==== Given entries

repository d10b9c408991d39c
//! Unified Result Types
//!
//! Provides type aliases for commonly used Result types across the application

use crate::utils::AppError;

/// Application-level Result type
///
/// Used in HTTP handlers and application logic
pub type AppResult<T> = Result<T, AppError>;
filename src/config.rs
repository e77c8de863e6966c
use crate::cluster::MultipleStandardLoadBalancerConfiguration;
use crate::{PoolBalancerError, Result};
use serde::Deserialize;

pub const LOAD_BALANCER_SKU_STANDARD: &str = "standard";

#[derive(Clone, Copy, Debug, Deserialize, PartialEq, Eq)]
pub enum BackendPoolType {
    #[serde(rename = "nodeIPConfiguration")]
    NodeIpConfiguration,
    #[serde(rename = "nodeIP")]
    NodeIp,
}

impl Default for BackendPoolType {
    fn default() -> Self {
        BackendPoolType::NodeIpConfiguration
    }
}

#[derive(Clone, Copy, Debug, Deserialize, PartialEq, Eq)]
#[serde(rename_all = "lowercase")]
pub enum PreConfiguredBackendPoolTypes {
    All,
    Internal,
    External,
}

#[derive(Clone, Debug, Deserialize)]
#[serde(default)]
pub struct Config {
    pub cluster_name: String,
    pub subscription_id: String,
    pub resource_group: String,
    pub load_balancer_resource_group: Option<String>,
    pub vnet_name: String,
    pub vnet_resource_group: Option<String>,
    pub load_balancer_sku: String,
    pub load_balancer_backend_pool_configuration_type: BackendPoolType,
    pub pre_configured_backend_pool_load_balancer_types: Option<PreConfiguredBackendPoolTypes>,
    pub enable_migrate_to_ip_based_backend_pool_api: bool,
    pub primary_availability_set_name: String,
    pub multiple_standard_load_balancer_configurations_path: Option<String>,
    pub arm_endpoint: String,
    pub arm_access_token: String,
    pub load_balancer_cache_ttl_secs: u64,
    pub resync_interval_secs: u64,
    #[serde(skip)]
    pub multiple_standard_load_balancer_configurations: Vec<MultipleStandardLoadBalancerConfiguration>,
}

impl Default for Config {
    fn default() -> Self {
        Config {
            cluster_name: "kubernetes".to_owned(),
            subscription_id: String::new(),
            resource_group: String::new(),
            load_balancer_resource_group: None,
            vnet_name: String::new(),
            vnet_resource_group: None,
            load_balancer_sku: LOAD_BALANCER_SKU_STANDARD.to_owned(),
            load_balancer_backend_pool_configuration_type: BackendPoolType::default(),
            pre_configured_backend_pool_load_balancer_types: None,
            enable_migrate_to_ip_based_backend_pool_api: false,
            primary_availability_set_name: String::new(),
            multiple_standard_load_balancer_configurations_path: None,
            arm_endpoint: "https://management.azure.com".to_owned(),
            arm_access_token: String::new(),
            load_balancer_cache_ttl_secs: 120,
            resync_interval_secs: 300,
            multiple_standard_load_balancer_configurations: Vec::new(),
        }
    }
}

impl Config {
    pub fn from_envvar() -> Result<Config> {
        let mut config: Config = envy::from_env()?;

        if let Some(path) = config.multiple_standard_load_balancer_configurations_path.clone() {
            let raw = std::fs::read_to_string(&path).map_err(|e| PoolBalancerError::IOError(path.clone(), e))?;
            config.multiple_standard_load_balancer_configurations =
                serde_json::from_str(&raw).map_err(|e| PoolBalancerError::DecodeError(path, e))?;
        }

        Ok(config)
    }

    pub fn load_balancer_resource_group(&self) -> &str {
        self.load_balancer_resource_group.as_deref().unwrap_or(&self.resource_group)
    }

    pub fn vnet_resource_group(&self) -> &str {
        self.vnet_resource_group.as_deref().unwrap_or(&self.resource_group)
    }

    pub fn use_standard_load_balancer(&self) -> bool {
        self.load_balancer_sku.eq_ignore_ascii_case(LOAD_BALANCER_SKU_STANDARD)
    }

    pub fn use_multiple_standard_load_balancers(&self) -> bool {
        self.use_standard_load_balancer() && !self.multiple_standard_load_balancer_configurations.is_empty()
    }
}
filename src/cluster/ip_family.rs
use std::net::IpAddr;

#[derive(Clone, Copy, Debug, PartialEq, Eq, Hash, PartialOrd, Ord)]
pub enum IpFamily {
    V4,
    V6,
}

impl IpFamily {
    pub fn from_ipv6(is_ipv6: bool) -> IpFamily {
        if is_ipv6 {
            IpFamily::V6
        } else {
            IpFamily::V4
        }
    }

    pub fn is_ipv6(self) -> bool {
        self == IpFamily::V6
    }

    // None for anything that does not parse as an address.
    pub fn of(ip: &str) -> Option<IpFamily> {
        match ip.parse::<IpAddr>().ok()? {
            IpAddr::V4(_) => Some(IpFamily::V4),
            IpAddr::V6(_) => Some(IpFamily::V6),
        }
    }

    // Service spec spelling: "IPv4" / "IPv6".
    pub fn parse_service_family(family: &str) -> Option<IpFamily> {
        if family.eq_ignore_ascii_case("IPv4") {
            Some(IpFamily::V4)
        } else if family.eq_ignore_ascii_case("IPv6") {
            Some(IpFamily::V6)
        } else {
            None
        }
    }
}
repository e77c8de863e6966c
use thiserror::Error;

pub type Result<T> = std::result::Result<T, PoolBalancerError>;

#[derive(Error, Debug)]
pub enum PoolBalancerError {
    #[error("error operating on k8s: {0}")]
    KubeError(kube::Error),

    #[error("kube watcher returned an error: {0}")]
    WatcherError(#[from] kube_runtime::watcher::Error),

    #[error("error loading config: {0}")]
    ConfigError(#[from] envy::Error),

    #[error("error reading {0}: {1}")]
    IOError(String, std::io::Error),

    #[error("error decoding {0}: {1}")]
    DecodeError(String, serde_json::Error),

    #[error("http request failed: {0}")]
    HttpError(#[from] reqwest::Error),

    #[error("arm request returned {status} ({code}): {message}")]
    ArmError {
        status: u16,
        code: String,
        message: String,
    },

    #[error("instance not found")]
    InstanceNotFound,

    #[error("invalid resource id: {0}")]
    InvalidResourceId(String),

    #[error("node informer is not synced when trying to fetch node caches")]
    NodeCacheNotSynced,

    #[error("{context}: {source}")]
    Context {
        context: String,
        #[source]
        source: Box<PoolBalancerError>,
    },
}

impl PoolBalancerError {
    pub fn context(self, context: impl Into<String>) -> PoolBalancerError {
        PoolBalancerError::Context {
            context: context.into(),
            source: Box::new(self),
        }
    }

    pub fn is_instance_not_found(&self) -> bool {
        match self {
            PoolBalancerError::InstanceNotFound => true,
            PoolBalancerError::Context { source, .. } => source.is_instance_not_found(),
            _ => false,
        }
    }
}

#[allow(clippy::from_over_into)]
impl<T> Into<Result<T>> for PoolBalancerError {
    fn into(self) -> Result<T> {
        Err(self)
    }
}
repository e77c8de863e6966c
use crate::network::{InterfaceIpConfiguration, SubResource};
use serde::{Deserialize, Serialize};

#[derive(Clone, Debug, Default, PartialEq, Serialize, Deserialize)]
pub struct BackendAddressPool {
    #[serde(skip_serializing_if = "Option::is_none")]
    pub id: Option<String>,
    #[serde(skip_serializing_if = "Option::is_none")]
    pub name: Option<String>,
    #[serde(skip_serializing_if = "Option::is_none")]
    pub etag: Option<String>,
    #[serde(skip_serializing_if = "Option::is_none")]
    pub properties: Option<BackendAddressPoolProperties>,
}

#[derive(Clone, Debug, Default, PartialEq, Serialize, Deserialize)]
#[serde(rename_all = "camelCase")]
pub struct BackendAddressPoolProperties {
    #[serde(rename = "backendIPConfigurations", skip_serializing_if = "Option::is_none")]
    pub backend_ip_configurations: Option<Vec<InterfaceIpConfiguration>>,
    #[serde(skip_serializing_if = "Option::is_none")]
    pub load_balancer_backend_addresses: Option<Vec<LoadBalancerBackendAddress>>,
    #[serde(skip_serializing_if = "Option::is_none")]
    pub virtual_network: Option<SubResource>,
}

#[derive(Clone, Debug, Default, PartialEq, Serialize, Deserialize)]
pub struct LoadBalancerBackendAddress {
    #[serde(skip_serializing_if = "Option::is_none")]
    pub name: Option<String>,
    #[serde(skip_serializing_if = "Option::is_none")]
    pub properties: Option<LoadBalancerBackendAddressProperties>,
}

#[derive(Clone, Debug, Default, PartialEq, Serialize, Deserialize)]
#[serde(rename_all = "camelCase")]
pub struct LoadBalancerBackendAddressProperties {
    #[serde(rename = "ipAddress", skip_serializing_if = "Option::is_none")]
    pub ip_address: Option<String>,
    #[serde(skip_serializing_if = "Option::is_none")]
    pub virtual_network: Option<SubResource>,
    #[serde(rename = "networkInterfaceIPConfiguration", skip_serializing_if = "Option::is_none")]
    pub network_interface_ip_configuration: Option<SubResource>,
}

impl BackendAddressPool {
    pub fn named(name: impl Into<String>) -> BackendAddressPool {
        BackendAddressPool {
            name: Some(name.into()),
            properties: Some(BackendAddressPoolProperties::default()),
            ..Default::default()
        }
    }

    pub fn name(&self) -> &str {
        self.name.as_deref().unwrap_or_default()
    }

    pub fn addresses(&self) -> &[LoadBalancerBackendAddress] {
        self.properties
            .as_ref()
            .and_then(|p| p.load_balancer_backend_addresses.as_deref())
            .unwrap_or_default()
    }

    pub fn ip_configurations(&self) -> &[InterfaceIpConfiguration] {
        self.properties
            .as_ref()
            .and_then(|p| p.backend_ip_configurations.as_deref())
            .unwrap_or_default()
    }
}

impl LoadBalancerBackendAddress {
    pub fn from_ip(name: Option<String>, ip: impl Into<String>) -> LoadBalancerBackendAddress {
        LoadBalancerBackendAddress {
            name,
            properties: Some(LoadBalancerBackendAddressProperties {
                ip_address: Some(ip.into()),
                ..Default::default()
            }),
        }
    }

    // Empty for NIC based members.
    pub fn ip_address(&self) -> &str {
        self.properties
            .as_ref()
            .and_then(|p| p.ip_address.as_deref())
            .unwrap_or_default()
    }
}

#[cfg(test)]
mod tests {
    use super::*;
    use serde_json::json;

    #[test]
    fn decodes_arm_backend_pool() {
        let pool: BackendAddressPool = serde_json::from_value(json!({
            "id": "/subscriptions/sub/resourceGroups/rg/providers/Microsoft.Network/loadBalancers/kubernetes/backendAddressPools/kubernetes",
            "name": "kubernetes",
            "properties": {
                "backendIPConfigurations": [
                    { "id": "/subscriptions/sub/resourceGroups/rg/providers/Microsoft.Network/networkInterfaces/nic-0/ipConfigurations/ipconfig1" }
                ],
                "loadBalancerBackendAddresses": [
                    { "name": "vmss-0", "properties": { "ipAddress": "10.0.0.2", "virtualNetwork": { "id": "vnet" } } },
                    { "name": "nic", "properties": {} }
                ]
            }
        }))
        .unwrap();

        assert_eq!(pool.name(), "kubernetes");
        assert_eq!(pool.ip_configurations().len(), 1);
        assert_eq!(pool.addresses()[0].ip_address(), "10.0.0.2");
        assert_eq!(pool.addresses()[1].ip_address(), "");
    }

    #[test]
    fn encodes_only_present_fields() {
        let mut pool = BackendAddressPool::named("kubernetes");
        pool.properties.as_mut().unwrap().load_balancer_backend_addresses =
            Some(vec![LoadBalancerBackendAddress::from_ip(Some("vmss-0".to_owned()), "10.0.0.2")]);

        assert_eq!(
            serde_json::to_value(&pool).unwrap(),
            json!({
                "name": "kubernetes",
                "properties": {
                    "loadBalancerBackendAddresses": [
                        { "name": "vmss-0", "properties": { "ipAddress": "10.0.0.2" } }
                    ]
                }
            })
        );
    }
}
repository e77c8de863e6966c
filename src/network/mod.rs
mod sub_resource;
pub use sub_resource::SubResource;

mod backend_pool;
pub use backend_pool::{BackendAddressPool, BackendAddressPoolProperties, LoadBalancerBackendAddress, LoadBalancerBackendAddressProperties};

mod load_balancer;
pub use load_balancer::{LoadBalancer, LoadBalancerProperties};

mod interface;
pub use interface::{InterfaceIpConfiguration, InterfaceIpConfigurationProperties, NetworkInterface, NetworkInterfaceProperties};

mod virtual_machine;
pub use virtual_machine::{NetworkInterfaceReference, NetworkInterfaceReferenceProperties, NetworkProfile, VirtualMachine, VirtualMachineProperties};
use serde::{Deserialize, Serialize};

#[derive(Clone, Debug, Default, PartialEq, Eq, Serialize, Deserialize)]
pub struct SubResource {
    #[serde(skip_serializing_if = "Option::is_none")]
    pub id: Option<String>,
}

impl SubResource {
    pub fn new(id: impl Into<String>) -> SubResource {
        SubResource {
            id: Some(id.into()),
        }
    }

    pub fn id(&self) -> &str {
        self.id.as_deref().unwrap_or_default()
    }
}
use crate::cluster::{is_local_service, IpFamily};
use k8s_openapi::api::core::v1::Service;

const IPV6_POOL_SUFFIX: &str = "-ipv6";

pub fn is_ipv6_pool_name(name: &str) -> bool {
    name.to_ascii_lowercase().ends_with(IPV6_POOL_SUFFIX)
}

/// Names of the backend pools a service wants on its load balancer, per family.
#[derive(Clone, Debug, PartialEq, Eq)]
pub struct PoolNames {
    pub v4: String,
    pub v6: String,
}

impl PoolNames {
    pub fn cluster(cluster_name: &str) -> PoolNames {
        PoolNames {
            v4: cluster_name.to_owned(),
            v6: format!("{}-IPv6", cluster_name),
        }
    }

    // Local services get a dedicated pool per load balancer.
    pub fn for_service(service: &Service, cluster_name: &str, use_multi_slb: bool) -> PoolNames {
        if !(use_multi_slb && is_local_service(service)) {
            return PoolNames::cluster(cluster_name);
        }

        let base = format!(
            "{}-{}",
            service.metadata.namespace.as_deref().unwrap_or("default"),
            service.metadata.name.as_deref().unwrap_or_default()
        );
        PoolNames {
            v6: format!("{}{}", base, IPV6_POOL_SUFFIX),
            v4: base,
        }
    }

    pub fn name(&self, family: IpFamily) -> &str {
        match family {
            IpFamily::V4 => &self.v4,
            IpFamily::V6 => &self.v6,
        }
    }

    /// Which family a pool is wanted for, if it is wanted at all.
    pub fn family_of(&self, pool_name: &str) -> Option<IpFamily> {
        if pool_name.eq_ignore_ascii_case(&self.v4) {
            Some(IpFamily::V4)
        } else if pool_name.eq_ignore_ascii_case(&self.v6) {
            Some(IpFamily::V6)
        } else {
            None
        }
    }
}
use crate::network::{BackendAddressPool, InterfaceIpConfiguration, LoadBalancerBackendAddress, SubResource};
use log::debug;
use std::collections::HashSet;

/// Drops members whose IP is in `ips`, or every IP member with `remove_all`.
/// Members without an IP are NIC based and only go away when `is_node_ip`.
/// Outside of `remove_all` a single load balancer never has its pool emptied;
/// such a removal is skipped and reported as no change.
pub fn remove_node_ip_addresses(
    pool: &mut BackendAddressPool,
    ips: &[String],
    remove_all: bool,
    use_multi_slb: bool,
    is_node_ip: bool,
) -> bool {
    let wanted_gone: HashSet<&str> = ips.iter().map(String::as_str).collect();
    let pool_name = pool.name.clone().unwrap_or_default();

    let addresses = match pool
        .properties
        .as_mut()
        .and_then(|p| p.load_balancer_backend_addresses.as_mut())
    {
        Some(addresses) => addresses,
        None => return false,
    };

    let mut changed = false;
    let mut kept: Vec<LoadBalancerBackendAddress> = Vec::with_capacity(addresses.len());
    for address in addresses.iter() {
        if address.properties.is_none() {
            kept.push(address.clone());
            continue;
        }

        let ip = address.ip_address();
        if ip.is_empty() {
            if is_node_ip {
                changed = true;
            } else {
                kept.push(address.clone());
            }
            continue;
        }

        if remove_all || wanted_gone.contains(ip) {
            debug!("removing {} from backend pool {}", ip, pool_name);
            changed = true;
        } else {
            kept.push(address.clone());
        }
    }

    if remove_all {
        *addresses = kept;
        return changed;
    }

    if kept.is_empty() && !use_multi_slb {
        return false;
    }

    if changed {
        *addresses = kept;
    }
    changed
}

/// Sets the pool's virtual network when missing and appends every IP not yet
/// present, named after the node owning it. Reports whether members were added.
pub fn add_node_ip_addresses<F>(pool: &mut BackendAddressPool, ips: &[String], vnet_id: &str, node_for_ip: F) -> bool
where
    F: Fn(&str) -> Option<String>,
{
    let pool_name = pool.name.clone().unwrap_or_default();
    let props = pool.properties.get_or_insert_with(Default::default);
    if props.virtual_network.as_ref().and_then(|vnet| vnet.id.as_ref()).is_none() {
        props.virtual_network = Some(SubResource::new(vnet_id));
    }

    let addresses = props.load_balancer_backend_addresses.get_or_insert_with(Vec::new);
    let mut changed = false;
    for ip in ips {
        if addresses.iter().any(|address| address.ip_address() == ip.as_str()) {
            continue;
        }

        let node_name = node_for_ip(ip).unwrap_or_default();
        debug!("adding {} ({}) to backend pool {}", ip, node_name, pool_name);
        addresses.push(LoadBalancerBackendAddress::from_ip(Some(node_name), ip.clone()));
        changed = true;
    }

    changed
}

pub fn has_ip_address(pool: &BackendAddressPool, ip: &str) -> bool {
    pool.addresses().iter().any(|address| address.ip_address() == ip)
}

// A pool still referencing NICs carries members without an IP.
pub fn is_nic_pool(pool: &BackendAddressPool) -> bool {
    pool.addresses().iter().any(|address| address.ip_address().is_empty())
}

pub fn count_ips(pool: &BackendAddressPool) -> usize {
    pool.addresses()
        .iter()
        .filter(|address| !address.ip_address().is_empty())
        .count()
}

/// IP configurations of vanished VMs always go. Those of excluded nodes go as
/// well unless that would leave the pool empty.
pub fn backend_ip_configurations_to_be_deleted(
    pool: &BackendAddressPool,
    not_found: &[InterfaceIpConfiguration],
    excluded: &[InterfaceIpConfiguration],
) -> Vec<InterfaceIpConfiguration> {
    let not_found_ids: HashSet<&str> = not_found.iter().map(|config| config.id()).collect();
    let excluded_ids: HashSet<&str> = excluded.iter().map(|config| config.id()).collect();

    let remaining = pool
        .ip_configurations()
        .iter()
        .filter(|config| !not_found_ids.contains(config.id()))
        .filter(|config| !excluded_ids.contains(config.id()))
        .count();

    if remaining == 0 {
        return not_found.to_vec();
    }

    not_found.iter().chain(excluded.iter()).cloned().collect()
}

========

> _Task requirements_: In the records above, tally the lines where the word "DecodeError" appears, and give the number and nothing else.

> _Exercise answer_: 2